While estimates of Amazon’s control of the online commerce market vary, they center around about 40%, and Amazon charges third-party merchants for using the company’s services to store and ship items. Last quarter, Amazon reported more than $32 billion in revenues from these services. The suit claims that Amazon illegally overcharges third-party sellers and inflates prices.
This lawsuit is about more than Amazon: it marks a return to traditional forms of government antitrust action that were abandoned in the 1980s. Traditionally, officials interpreted antitrust laws to mean the government should prevent large entities from swallowing up markets and consolidating their power in order to raise prices and undercut workers’ rights. They wanted to protect economic competition, believing that such competition would promote innovation, protect workers, and keep consumer prices down.
In the 1980s, government officials replaced that understanding with an idea advanced by former solicitor general of the United States Robert Bork—the man whom the Senate later rejected for a seat on the Supreme Court because of his extremism—who claimed that traditional antimonopoly enforcement was economically inefficient because it restricted the ways businesses could operate. Instead, he said, consolidation of industries was fine so long as it promoted economic efficiencies that, at least in the short term, cut costs for consumers. While antitrust legislation remained on the books, the understanding of what it meant changed dramatically.
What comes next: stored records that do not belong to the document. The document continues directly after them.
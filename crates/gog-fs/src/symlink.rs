//! Symlink creation and identity checks

use std::fs;
use std::io;
use std::path::Path;

/// Create a symlink at `link` pointing at `target`.
#[cfg(unix)]
pub fn create_symlink(target: &Path, link: &Path) -> io::Result<()> {
    std::os::unix::fs::symlink(target, link)
}

/// Create a symlink at `link` pointing at `target`.
#[cfg(windows)]
pub fn create_symlink(target: &Path, link: &Path) -> io::Result<()> {
    std::os::windows::fs::symlink_file(target, link)
}

/// Whether `path` is itself a symlink. Missing paths are not.
pub fn is_symlink(path: &Path) -> bool {
    fs::symlink_metadata(path).is_ok_and(|m| m.file_type().is_symlink())
}

/// Whether `a` and `b` resolve to the same underlying file.
///
/// Symlinks are followed on both sides. Fails if either path cannot be
/// resolved.
#[cfg(unix)]
pub fn same_file(a: &Path, b: &Path) -> io::Result<bool> {
    use std::os::unix::fs::MetadataExt;

    let a = fs::metadata(a)?;
    let b = fs::metadata(b)?;
    Ok(a.dev() == b.dev() && a.ino() == b.ino())
}

/// Whether `a` and `b` resolve to the same underlying file.
#[cfg(not(unix))]
pub fn same_file(a: &Path, b: &Path) -> io::Result<bool> {
    Ok(fs::canonicalize(a)? == fs::canonicalize(b)?)
}
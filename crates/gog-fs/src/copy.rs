//! File and directory copying

use std::fs::{self, File};
use std::io;
use std::path::Path;

use walkdir::WalkDir;

use crate::{Error, Result};

/// Copy the contents and permission bits of `src` to `dst`.
///
/// `dst` is created if missing and truncated otherwise. Its parent directory
/// must already exist.
pub fn copy_file(src: &Path, dst: &Path) -> Result<()> {
    let mut input = File::open(src).map_err(|e| Error::io(src, e))?;
    let mut output = File::create(dst).map_err(|e| Error::io(dst, e))?;

    io::copy(&mut input, &mut output).map_err(|e| Error::io(dst, e))?;
    output.sync_all().map_err(|e| Error::io(dst, e))?;

    let permissions = fs::metadata(src)
        .map_err(|e| Error::io(src, e))?
        .permissions();
    fs::set_permissions(dst, permissions).map_err(|e| Error::io(dst, e))?;

    Ok(())
}

/// Recursively copy the directory `src` to `dst`.
///
/// Symlinked entries are resolved to their real target before being copied.
/// Entries for which `skip(source, destination)` returns `true` are left out
/// together with their subtree. Entries are visited in lexical order.
pub fn copy_dir<F>(src: &Path, dst: &Path, skip: &F) -> Result<()>
where
    F: Fn(&Path, &Path) -> bool,
{
    let metadata = fs::metadata(src).map_err(|e| Error::io(src, e))?;
    if !metadata.is_dir() {
        return Err(Error::NotADirectory {
            path: src.to_path_buf(),
        });
    }
    create_dir(dst, metadata.permissions())?;

    let mut entries = WalkDir::new(src)
        .min_depth(1)
        .follow_links(true)
        .sort_by_file_name()
        .into_iter();

    while let Some(entry) = entries.next() {
        let entry = entry.map_err(|e| Error::walk(src, e))?;
        let Ok(relative) = entry.path().strip_prefix(src) else {
            continue;
        };
        let dst_path = dst.join(relative);
        let src_path = if entry.path_is_symlink() {
            fs::canonicalize(entry.path()).map_err(|e| Error::io(entry.path(), e))?
        } else {
            entry.path().to_path_buf()
        };

        let is_dir = entry.file_type().is_dir();
        if skip(&src_path, &dst_path) {
            tracing::debug!(path = %src_path.display(), "Skipping entry during copy");
            if is_dir {
                entries.skip_current_dir();
            }
            continue;
        }

        if is_dir {
            let permissions = entry
                .metadata()
                .map_err(|e| Error::walk(src, e))?
                .permissions();
            create_dir(&dst_path, permissions)?;
        } else {
            copy_file(&src_path, &dst_path)?;
        }
    }

    Ok(())
}

fn create_dir(path: &Path, permissions: fs::Permissions) -> Result<()> {
    fs::create_dir_all(path).map_err(|e| Error::io(path, e))?;
    fs::set_permissions(path, permissions).map_err(|e| Error::io(path, e))
}

#[cfg(test)]
mod tests {
    use super::*;

    #[test]
    fn copy_file_replaces_existing_destination() {
        let dir = tempfile::tempdir().unwrap();
        let src = dir.path().join("src");
        let dst = dir.path().join("dst");
        fs::write(&src, "new").unwrap();
        fs::write(&dst, "old content that is longer").unwrap();

        copy_file(&src, &dst).unwrap();

        assert_eq!(fs::read_to_string(&dst).unwrap(), "new");
    }

    #[test]
    fn copy_file_missing_source_is_error() {
        let dir = tempfile::tempdir().unwrap();
        let result = copy_file(&dir.path().join("nope"), &dir.path().join("dst"));
        assert!(matches!(result, Err(Error::Io { .. })));
    }

    #[test]
    fn copy_dir_rejects_file_source() {
        let dir = tempfile::tempdir().unwrap();
        let src = dir.path().join("file");
        fs::write(&src, "x").unwrap();

        let result = copy_dir(&src, &dir.path().join("out"), &|_, _| false);

        assert!(matches!(result, Err(Error::NotADirectory { .. })));
    }
}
Reagan and his people advanced Bork’s position, abandoning the idea that capitalism fundamentally depends on competition. Industries consolidated, and by the time Biden took office, his people estimated the lack of competition was costing a median U.S. household as much as $5,000 a year.
On July 9, 2021, Biden called the turn toward Bork’s ideas “the wrong path” and vowed to restore competition in an increasingly consolidated marketplace. In an executive order, he established a White House Competition Council to direct a whole-of-government approach to promoting competition in the economy.
“[C]ompetition keeps the economy moving and keeps it growing,” Biden said. “Fair competition is why capitalism has been the world’s greatest force for prosperity and growth…. But what we’ve seen over the past few decades is less competition and more concentration that holds our economy back.”
In that speech, Biden deliberately positioned himself in our country’s long history of opposing economic consolidation. Calling out both Roosevelt presidents—Republican Theodore Roosevelt, who oversaw part of the Progressive Era, and Democrat Franklin Delano Roosevelt, who oversaw the New Deal—Biden celebrated their attempt to rein in the power of big business, first by focusing on the abuses of those businesses, and then by championing competition.
While still a student at Yale Law School, FTC chair Lina Khan published an essay examining the anticompetitive nature of modern businesses like Amazon, arguing that focusing on consumer prices alone does not address the problems of consolidation and monopoly. With today’s action, the FTC is restoring the traditional vision of antitrust action.